Optimized Hydraulic Diameter and Operating Condition of Tube Heat Exchanger for Food Industry – A Numerical Study

I. Made Arsana†*, Yopi Ramadhani Robi Putra†, Handini Novita Sari†, Ika Nurjannah†, Ruri Agung Wahyuono‡


†Department of Mechanical Engineering, Universitas Negeri Surabaya, Surabaya 60231, Indonesia

‡Department of Engineering Physics, Institut Teknologi Sepuluh Nopember, Surabaya 60111, Indonesia

Corresponding Author Email: madearsana@unesa.ac.id

This is an open access article distributed under the Creative Commons Attribution License, which permits unrestricted use, distribution, and reproduction in any medium, provided the original work is properly cited.

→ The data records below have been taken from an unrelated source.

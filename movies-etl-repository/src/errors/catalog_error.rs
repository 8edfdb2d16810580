//! Error types for the relational catalog.
//! Defines the errors that can occur while reading changes and aggregates.
use thiserror::Error;

/// Represents errors that can occur within the catalog repository.
#[derive(Debug, Error)]
pub enum CatalogError {
    #[error("Database error: {0}")]
    DatabaseError(#[from] sqlx::Error),

    /// A row did not have the shape the pipeline expects.
    #[error("Invalid row: {0}")]
    InvalidRow(String),

    #[error("Invalid identifier: {0}")]
    InvalidIdentifier(String),
}

impl CatalogError {
    /// Create an invalid row error.
    pub fn invalid_row(msg: impl Into<String>) -> Self {
        Self::InvalidRow(msg.into())
    }

    /// Whether the error is a loss of connectivity to the database.
    ///
    /// Covers socket and TLS failures, pool exhaustion or closure, and
    /// server-reported SQLSTATE class `08` (connection exception) and
    /// `57P0x` (operator intervention, e.g. shutdown).
    pub fn is_transient(&self) -> bool {
        match self {
            Self::DatabaseError(err) => match err {
                sqlx::Error::Io(_)
                | sqlx::Error::Tls(_)
                | sqlx::Error::PoolTimedOut
                | sqlx::Error::PoolClosed
                | sqlx::Error::WorkerCrashed => true,
                sqlx::Error::Database(db) => db
                    .code()
                    .map(|code| code.starts_with("08") || code.starts_with("57P0"))
                    .unwrap_or(false),
                _ => false,
            },
            Self::InvalidRow(_) | Self::InvalidIdentifier(_) => false,
        }
    }
}
#![warn(missing_docs)]
#![warn(clippy::missing_docs_in_private_items)]

use anyhow::{Context, Result, ensure};
use serde::{Deserialize, Serialize};
use typed_builder::TypedBuilder;

use crate::constants::{
    DEFAULT_CEILING, DEFAULT_GRADE, DEFAULT_GRADE_ENV, RANGE_ENV, TAB_FALLBACK_ENV,
};

/// What to do with an error-code table whose extension is not recognised.
#[derive(Copy, Clone, Debug, Default, PartialEq, Eq, Serialize, Deserialize)]
#[serde(rename_all = "snake_case")]
pub enum FormatPolicy {
    /// Refuse to load it.
    #[default]
    Strict,
    /// Read it as tab-separated text.
    TabFallback,
}

/// Settings for one grading run.
#[derive(Clone, Debug, PartialEq, Serialize, Deserialize, TypedBuilder)]
#[builder(doc)]
pub struct GradingConfig {
    /// Grade every entity starts from.
    #[builder(default = DEFAULT_GRADE)]
    pub default_grade:    f64,
    /// Optional ceiling replacing 100 for range checks and histogram bins.
    #[builder(default, setter(strip_option))]
    pub range_constraint: Option<f64>,
    /// Handling of unrecognised error-code table extensions.
    #[builder(default)]
    pub format_policy:    FormatPolicy,
}

impl Default for GradingConfig {
    fn default() -> Self {
        Self::builder().build()
    }
}

impl GradingConfig {
    /// Builds a configuration from `GRADETALLY_*` environment variables,
    /// falling back to defaults for anything unset.
    pub fn from_env() -> Result<Self> {
        Self::from_lookup(|key| std::env::var(key).ok())
    }

    /// Builds a configuration from an arbitrary key lookup.
    ///
    /// * `lookup`: returns the value for a `GRADETALLY_*` key, if set
    pub fn from_lookup<F>(lookup: F) -> Result<Self>
    where
        F: Fn(&str) -> Option<String>,
    {
        let value = |key: &str| {
            lookup(key)
                .map(|v| v.trim().to_owned())
                .filter(|v| !v.is_empty())
        };

        let default_grade = match value(DEFAULT_GRADE_ENV) {
            Some(v) => v
                .parse::<f64>()
                .with_context(|| format!("{DEFAULT_GRADE_ENV} is not a number: {v}"))?,
            None => DEFAULT_GRADE,
        };
        let range_constraint = value(RANGE_ENV)
            .map(|v| {
                v.parse::<f64>()
                    .with_context(|| format!("{RANGE_ENV} is not a number: {v}"))
            })
            .transpose()?;
        let format_policy = match value(TAB_FALLBACK_ENV).map(|v| v.to_ascii_lowercase()) {
            Some(v) if matches!(v.as_str(), "1" | "true" | "yes" | "on") => {
                FormatPolicy::TabFallback
            }
            _ => FormatPolicy::Strict,
        };

        let config = Self {
            default_grade,
            range_constraint,
            format_policy,
        };
        config.validate()?;
        Ok(config)
    }

    /// Checks that the grade and range constraint are usable numbers.
    pub fn validate(&self) -> Result<()> {
        ensure!(
            self.default_grade.is_finite(),
            "Default grade must be a finite number, got {}",
            self.default_grade
        );
        if let Some(range) = self.range_constraint {
            ensure!(
                range.is_finite() && range > 0.0,
                "Range constraint must be a positive number, got {range}"
            );
        }
        Ok(())
    }

    /// Ceiling above which a grade is reported as out of range.
    pub fn ceiling(&self) -> f64 {
        self.range_constraint.unwrap_or(DEFAULT_CEILING)
    }
}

This work reports the design optimization of a tube heat exchanger, which is widely employed and integrated in the stove system in small scale food processing industry in Indonesia. The optimization parameters were the tube diameter and the flow rate of working fluids, which are later corelated to the heat exchanger effectiveness (ε). Numerical investigation using Computational Fluid Dynamics (CFD) with viscous model of k-ε RNG was undertaken to obtain the optimum parameter. The tube diameter was varied by 0.5, 1, and 1.5 in while the flow rate was varied by using initial inlet velocity of 1.6, 3.6, and 5.6 m‧s-1. The results indicate that the highest ε of 1.36 can be achieved using 0.5 in tube diameter with the slowest inlet velocity (1.6 m‧s-1). This result is manifested by the higher temperature difference between the outflow and inflow, and the considerably low pressure drop amongst all variation. Therefore, this study recommends the current food processing industry to redesign the existing tube heat exchanger in order to increase the production efficiency.